**DATA**
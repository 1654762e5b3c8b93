//! Reading and writing a [`CameraSet`] as an ordered list of cameras.
//!
//! The set is archived through its plain camera sequence, so the row-block
//! order of a loaded set is the order of the records in the file. Every loaded
//! camera is validated with [`CameraModel::validate_params`].

use crate::camera::{CameraModel, CameraModelError};
use crate::camera_set::CameraSet;
use log::info;
use serde::de::DeserializeOwned;
use serde::Serialize;
use std::fs;
use std::path::Path;

impl<C> CameraSet<C>
where
    C: CameraModel + Serialize,
{
    /// Saves the cameras, in order, to a YAML file.
    ///
    /// # Errors
    ///
    /// * [`CameraModelError::YamlError`]: If serialization fails.
    /// * [`CameraModelError::IOError`]: If the file cannot be written.
    pub fn save_to_yaml(&self, path: impl AsRef<Path>) -> Result<(), CameraModelError> {
        let path = path.as_ref();
        let yaml_string = serde_yaml::to_string(self)?;
        fs::write(path, yaml_string)?;
        info!("Saved {} cameras to {}", self.len(), path.display());
        Ok(())
    }

    /// Serializes the cameras, in order, to a JSON string.
    pub fn to_json(&self) -> Result<String, CameraModelError> {
        Ok(serde_json::to_string_pretty(self)?)
    }
}

impl<C> CameraSet<C>
where
    C: CameraModel + DeserializeOwned,
{
    /// Loads a camera set from a YAML file holding a list of cameras.
    ///
    /// # Errors
    ///
    /// * [`CameraModelError::IOError`]: If the file cannot be read.
    /// * [`CameraModelError::YamlError`]: If the content is not a list of cameras.
    /// * Errors from `validate_params` for the first invalid camera.
    pub fn load_from_yaml(path: impl AsRef<Path>) -> Result<Self, CameraModelError> {
        let path = path.as_ref();
        let contents = fs::read_to_string(path)?;
        let set: Self = serde_yaml::from_str(&contents)?;
        set.validate()?;
        info!("Loaded {} cameras from {}", set.len(), path.display());
        Ok(set)
    }

    /// Parses a camera set from a JSON list of cameras.
    pub fn from_json(json: &str) -> Result<Self, CameraModelError> {
        let set: Self = serde_json::from_str(json)?;
        set.validate()?;
        Ok(set)
    }

    fn validate(&self) -> Result<(), CameraModelError> {
        self.iter().try_for_each(|camera| camera.validate_params())
    }
}

#[cfg(test)]
mod tests {
    use super::*;
    use crate::camera::{
        Intrinsics, JacobianRequest, PinholeCamera, Pose3, StereoCalibration, StereoCamera,
    };
    use nalgebra::{Point3, Quaternion, UnitQuaternion, Vector3};

    fn sample_rig() -> CameraSet<PinholeCamera> {
        (0..3)
            .map(|i| {
                let pose = Pose3::from_scaled_axis(
                    Vector3::new(0.0, 0.1 * i as f64, 0.0),
                    Vector3::new(0.5 * i as f64, 0.0, -4.0),
                );
                let intrinsics = Intrinsics {
                    fx: 450.0 + i as f64,
                    fy: 455.0,
                    cx: 320.0,
                    cy: 240.0,
                };
                PinholeCamera::new(pose, intrinsics).unwrap()
            })
            .collect()
    }

    #[test]
    fn test_save_and_load_yaml() {
        let rig = sample_rig();
        let path = std::env::temp_dir().join(format!(
            "camera_set_archive_test_{}.yaml",
            std::process::id()
        ));

        rig.save_to_yaml(&path).unwrap();
        let loaded: CameraSet<PinholeCamera> = CameraSet::load_from_yaml(&path).unwrap();
        let _ = fs::remove_file(&path);

        assert_eq!(loaded.len(), 3);
        assert!(loaded.equals(&rig, 1e-12));
        // Order is preserved: fx grows with the index.
        assert_eq!(loaded.get(2).unwrap().intrinsics.fx, 452.0);
    }

    #[test]
    fn test_json_round_trip_keeps_projection() {
        let calibration = StereoCalibration {
            intrinsics: Intrinsics {
                fx: 400.0,
                fy: 400.0,
                cx: 320.0,
                cy: 240.0,
            },
            baseline: 0.2,
        };
        let rig: CameraSet<StereoCamera> = (0..2)
            .map(|i| {
                let pose = Pose3::from_scaled_axis(Vector3::zeros(), Vector3::new(i as f64, 0.0, -3.0));
                StereoCamera::new(pose, calibration.clone()).unwrap()
            })
            .collect();

        let json = rig.to_json().unwrap();
        let loaded: CameraSet<StereoCamera> = CameraSet::from_json(&json).unwrap();

        let point = Point3::new(0.1, 0.2, 1.0);
        let before = rig.project(&point, JacobianRequest::none()).unwrap();
        let after = loaded.project(&point, JacobianRequest::none()).unwrap();
        for (a, b) in before.measurements.iter().zip(&after.measurements) {
            assert!((a.u_l - b.u_l).abs() < 1e-9);
            assert!((a.u_r - b.u_r).abs() < 1e-9);
            assert!((a.v - b.v).abs() < 1e-9);
        }
    }

    #[test]
    fn test_load_rejects_invalid_camera() {
        let mut cameras = sample_rig().into_cameras();
        cameras[1].intrinsics.fy = -10.0;
        let json = serde_json::to_string(&cameras).unwrap();

        assert!(matches!(
            CameraSet::<PinholeCamera>::from_json(&json),
            Err(CameraModelError::FocalLengthMustBePositive)
        ));
    }

    #[test]
    fn test_load_rejects_non_unit_rotation() {
        let mut cameras = sample_rig().into_cameras();
        // Serialized as [0, 0.3, 0, 2.0], the way a hand-edited file would hold it.
        cameras[2].pose.rotation =
            UnitQuaternion::new_unchecked(Quaternion::new(2.0, 0.0, 0.3, 0.0));
        let json = serde_json::to_string(&cameras).unwrap();

        assert!(matches!(
            CameraSet::<PinholeCamera>::from_json(&json),
            Err(CameraModelError::InvalidParams(_))
        ));
    }

    #[test]
    fn test_load_rejects_non_finite_translation() {
        let mut rig = sample_rig();
        rig.cameras[0].pose.translation.z = f64::INFINITY;
        let path = std::env::temp_dir().join(format!(
            "camera_set_archive_inf_{}.yaml",
            std::process::id()
        ));

        rig.save_to_yaml(&path).unwrap();
        let result = CameraSet::<PinholeCamera>::load_from_yaml(&path);
        let _ = fs::remove_file(&path);

        assert!(matches!(result, Err(CameraModelError::InvalidParams(_))));
    }

    #[test]
    fn test_load_missing_file() {
        let result = CameraSet::<PinholeCamera>::load_from_yaml("samples/does_not_exist.yaml");
        assert!(matches!(result, Err(CameraModelError::IOError(_))));
    }

    #[test]
    fn test_load_sample_rig() {
        let rig: CameraSet<PinholeCamera> = CameraSet::load_from_yaml("samples/rig.yaml").unwrap();
        assert_eq!(rig.len(), 3);

        let stacked = rig
            .project(&Point3::new(0.0, 0.0, 0.0), JacobianRequest::all())
            .unwrap();
        assert_eq!(stacked.measurements.len(), 3);
        assert_eq!(stacked.calibration_jacobian.unwrap().shape(), (6, 4));
    }
}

**GOAL OF THE EXERCISE**
Report each line in the preceding entries that holds the string "list".

**PROBLEM SOLUTION**
//! Reading and writing a [`CameraSet`] as an ordered list of cameras.
    /// Loads a camera set from a YAML file holding a list of cameras.
    /// * [`CameraModelError::YamlError`]: If the content is not a list of cameras.
    /// Parses a camera set from a JSON list of cameras.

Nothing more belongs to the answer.